Exercise description: Give every line of the data again, exactly as it is written.
*** Opening of Input ***
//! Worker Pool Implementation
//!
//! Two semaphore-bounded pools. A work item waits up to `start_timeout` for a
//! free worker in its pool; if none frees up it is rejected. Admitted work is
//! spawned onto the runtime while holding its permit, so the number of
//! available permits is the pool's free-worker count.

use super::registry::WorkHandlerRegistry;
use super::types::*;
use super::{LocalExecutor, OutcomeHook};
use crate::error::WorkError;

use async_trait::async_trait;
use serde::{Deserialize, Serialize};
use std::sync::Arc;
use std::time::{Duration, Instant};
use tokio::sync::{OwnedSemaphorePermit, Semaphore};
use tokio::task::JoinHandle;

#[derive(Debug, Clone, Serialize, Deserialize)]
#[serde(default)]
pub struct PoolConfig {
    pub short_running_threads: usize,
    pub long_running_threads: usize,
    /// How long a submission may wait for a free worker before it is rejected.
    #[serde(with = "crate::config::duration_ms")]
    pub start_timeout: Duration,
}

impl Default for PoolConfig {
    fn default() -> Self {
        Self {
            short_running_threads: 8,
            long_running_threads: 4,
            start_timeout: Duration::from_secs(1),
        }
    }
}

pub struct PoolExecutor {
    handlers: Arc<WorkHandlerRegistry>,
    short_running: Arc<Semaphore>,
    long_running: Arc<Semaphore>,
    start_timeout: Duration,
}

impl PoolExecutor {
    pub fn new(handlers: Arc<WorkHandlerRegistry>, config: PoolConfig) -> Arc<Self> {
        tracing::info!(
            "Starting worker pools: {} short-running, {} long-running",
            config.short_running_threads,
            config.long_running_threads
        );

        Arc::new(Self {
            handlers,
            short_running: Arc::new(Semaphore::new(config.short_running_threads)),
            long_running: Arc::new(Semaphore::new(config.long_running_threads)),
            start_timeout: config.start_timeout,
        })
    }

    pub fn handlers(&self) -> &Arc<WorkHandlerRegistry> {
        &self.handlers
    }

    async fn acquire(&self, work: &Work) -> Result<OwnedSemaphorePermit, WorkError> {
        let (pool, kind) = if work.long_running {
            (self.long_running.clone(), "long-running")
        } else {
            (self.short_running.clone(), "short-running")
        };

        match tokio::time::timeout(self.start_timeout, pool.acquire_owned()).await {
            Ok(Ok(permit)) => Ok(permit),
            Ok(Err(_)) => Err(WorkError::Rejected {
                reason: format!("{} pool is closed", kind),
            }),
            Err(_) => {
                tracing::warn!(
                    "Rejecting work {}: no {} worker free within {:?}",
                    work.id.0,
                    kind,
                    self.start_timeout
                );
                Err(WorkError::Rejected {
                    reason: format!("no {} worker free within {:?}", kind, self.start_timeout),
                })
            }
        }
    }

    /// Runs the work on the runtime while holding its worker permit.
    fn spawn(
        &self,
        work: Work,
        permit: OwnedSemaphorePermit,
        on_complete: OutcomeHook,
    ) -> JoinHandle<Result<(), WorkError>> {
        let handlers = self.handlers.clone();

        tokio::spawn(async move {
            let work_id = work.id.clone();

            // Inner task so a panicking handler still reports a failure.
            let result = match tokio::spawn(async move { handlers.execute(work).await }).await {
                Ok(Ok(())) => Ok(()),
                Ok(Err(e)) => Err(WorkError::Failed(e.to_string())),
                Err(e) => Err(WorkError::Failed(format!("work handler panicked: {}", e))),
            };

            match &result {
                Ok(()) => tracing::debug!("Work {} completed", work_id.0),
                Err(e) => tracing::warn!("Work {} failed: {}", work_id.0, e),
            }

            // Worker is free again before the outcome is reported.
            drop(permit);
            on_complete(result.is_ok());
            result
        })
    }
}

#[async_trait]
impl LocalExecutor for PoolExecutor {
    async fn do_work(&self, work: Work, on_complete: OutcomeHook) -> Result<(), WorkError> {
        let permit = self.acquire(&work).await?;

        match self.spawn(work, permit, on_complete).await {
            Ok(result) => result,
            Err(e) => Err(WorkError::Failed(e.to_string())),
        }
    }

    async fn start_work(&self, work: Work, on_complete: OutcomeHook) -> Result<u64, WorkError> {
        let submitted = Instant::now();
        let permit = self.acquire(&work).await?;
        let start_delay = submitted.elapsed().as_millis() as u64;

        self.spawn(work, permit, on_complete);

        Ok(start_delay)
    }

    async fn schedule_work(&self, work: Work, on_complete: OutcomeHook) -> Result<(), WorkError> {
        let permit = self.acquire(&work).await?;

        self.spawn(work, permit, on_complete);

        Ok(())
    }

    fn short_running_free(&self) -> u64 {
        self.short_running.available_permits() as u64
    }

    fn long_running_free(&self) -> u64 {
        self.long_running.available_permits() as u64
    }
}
*** Close of Input ***
Solution to this task:
//! Worker Pool Implementation
//!
//! Two semaphore-bounded pools. A work item waits up to `start_timeout` for a
//! free worker in its pool; if none frees up it is rejected. Admitted work is
//! spawned onto the runtime while holding its permit, so the number of
//! available permits is the pool's free-worker count.

use super::registry::WorkHandlerRegistry;
use super::types::*;
use super::{LocalExecutor, OutcomeHook};
use crate::error::WorkError;

use async_trait::async_trait;
use serde::{Deserialize, Serialize};
use std::sync::Arc;
use std::time::{Duration, Instant};
use tokio::sync::{OwnedSemaphorePermit, Semaphore};
use tokio::task::JoinHandle;

#[derive(Debug, Clone, Serialize, Deserialize)]
#[serde(default)]
pub struct PoolConfig {
    pub short_running_threads: usize,
    pub long_running_threads: usize,
    /// How long a submission may wait for a free worker before it is rejected.
    #[serde(with = "crate::config::duration_ms")]
    pub start_timeout: Duration,
}

impl Default for PoolConfig {
    fn default() -> Self {
        Self {
            short_running_threads: 8,
            long_running_threads: 4,
            start_timeout: Duration::from_secs(1),
        }
    }
}

pub struct PoolExecutor {
    handlers: Arc<WorkHandlerRegistry>,
    short_running: Arc<Semaphore>,
    long_running: Arc<Semaphore>,
    start_timeout: Duration,
}

impl PoolExecutor {
    pub fn new(handlers: Arc<WorkHandlerRegistry>, config: PoolConfig) -> Arc<Self> {
        tracing::info!(
            "Starting worker pools: {} short-running, {} long-running",
            config.short_running_threads,
            config.long_running_threads
        );

        Arc::new(Self {
            handlers,
            short_running: Arc::new(Semaphore::new(config.short_running_threads)),
            long_running: Arc::new(Semaphore::new(config.long_running_threads)),
            start_timeout: config.start_timeout,
        })
    }

    pub fn handlers(&self) -> &Arc<WorkHandlerRegistry> {
        &self.handlers
    }

    async fn acquire(&self, work: &Work) -> Result<OwnedSemaphorePermit, WorkError> {
        let (pool, kind) = if work.long_running {
            (self.long_running.clone(), "long-running")
        } else {
            (self.short_running.clone(), "short-running")
        };

        match tokio::time::timeout(self.start_timeout, pool.acquire_owned()).await {
            Ok(Ok(permit)) => Ok(permit),
            Ok(Err(_)) => Err(WorkError::Rejected {
                reason: format!("{} pool is closed", kind),
            }),
            Err(_) => {
                tracing::warn!(
                    "Rejecting work {}: no {} worker free within {:?}",
                    work.id.0,
                    kind,
                    self.start_timeout
                );
                Err(WorkError::Rejected {
                    reason: format!("no {} worker free within {:?}", kind, self.start_timeout),
                })
            }
        }
    }

    /// Runs the work on the runtime while holding its worker permit.
    fn spawn(
        &self,
        work: Work,
        permit: OwnedSemaphorePermit,
        on_complete: OutcomeHook,
    ) -> JoinHandle<Result<(), WorkError>> {
        let handlers = self.handlers.clone();

        tokio::spawn(async move {
            let work_id = work.id.clone();

            // Inner task so a panicking handler still reports a failure.
            let result = match tokio::spawn(async move { handlers.execute(work).await }).await {
                Ok(Ok(())) => Ok(()),
                Ok(Err(e)) => Err(WorkError::Failed(e.to_string())),
                Err(e) => Err(WorkError::Failed(format!("work handler panicked: {}", e))),
            };

            match &result {
                Ok(()) => tracing::debug!("Work {} completed", work_id.0),
                Err(e) => tracing::warn!("Work {} failed: {}", work_id.0, e),
            }

            // Worker is free again before the outcome is reported.
            drop(permit);
            on_complete(result.is_ok());
            result
        })
    }
}

#[async_trait]
impl LocalExecutor for PoolExecutor {
    async fn do_work(&self, work: Work, on_complete: OutcomeHook) -> Result<(), WorkError> {
        let permit = self.acquire(&work).await?;

        match self.spawn(work, permit, on_complete).await {
            Ok(result) => result,
            Err(e) => Err(WorkError::Failed(e.to_string())),
        }
    }

    async fn start_work(&self, work: Work, on_complete: OutcomeHook) -> Result<u64, WorkError> {
        let submitted = Instant::now();
        let permit = self.acquire(&work).await?;
        let start_delay = submitted.elapsed().as_millis() as u64;

        self.spawn(work, permit, on_complete);

        Ok(start_delay)
    }

    async fn schedule_work(&self, work: Work, on_complete: OutcomeHook) -> Result<(), WorkError> {
        let permit = self.acquire(&work).await?;

        self.spawn(work, permit, on_complete);

        Ok(())
    }

    fn short_running_free(&self) -> u64 {
        self.short_running.available_permits() as u64
    }

    fn long_running_free(&self) -> u64 {
        self.long_running.available_permits() as u64
    }
}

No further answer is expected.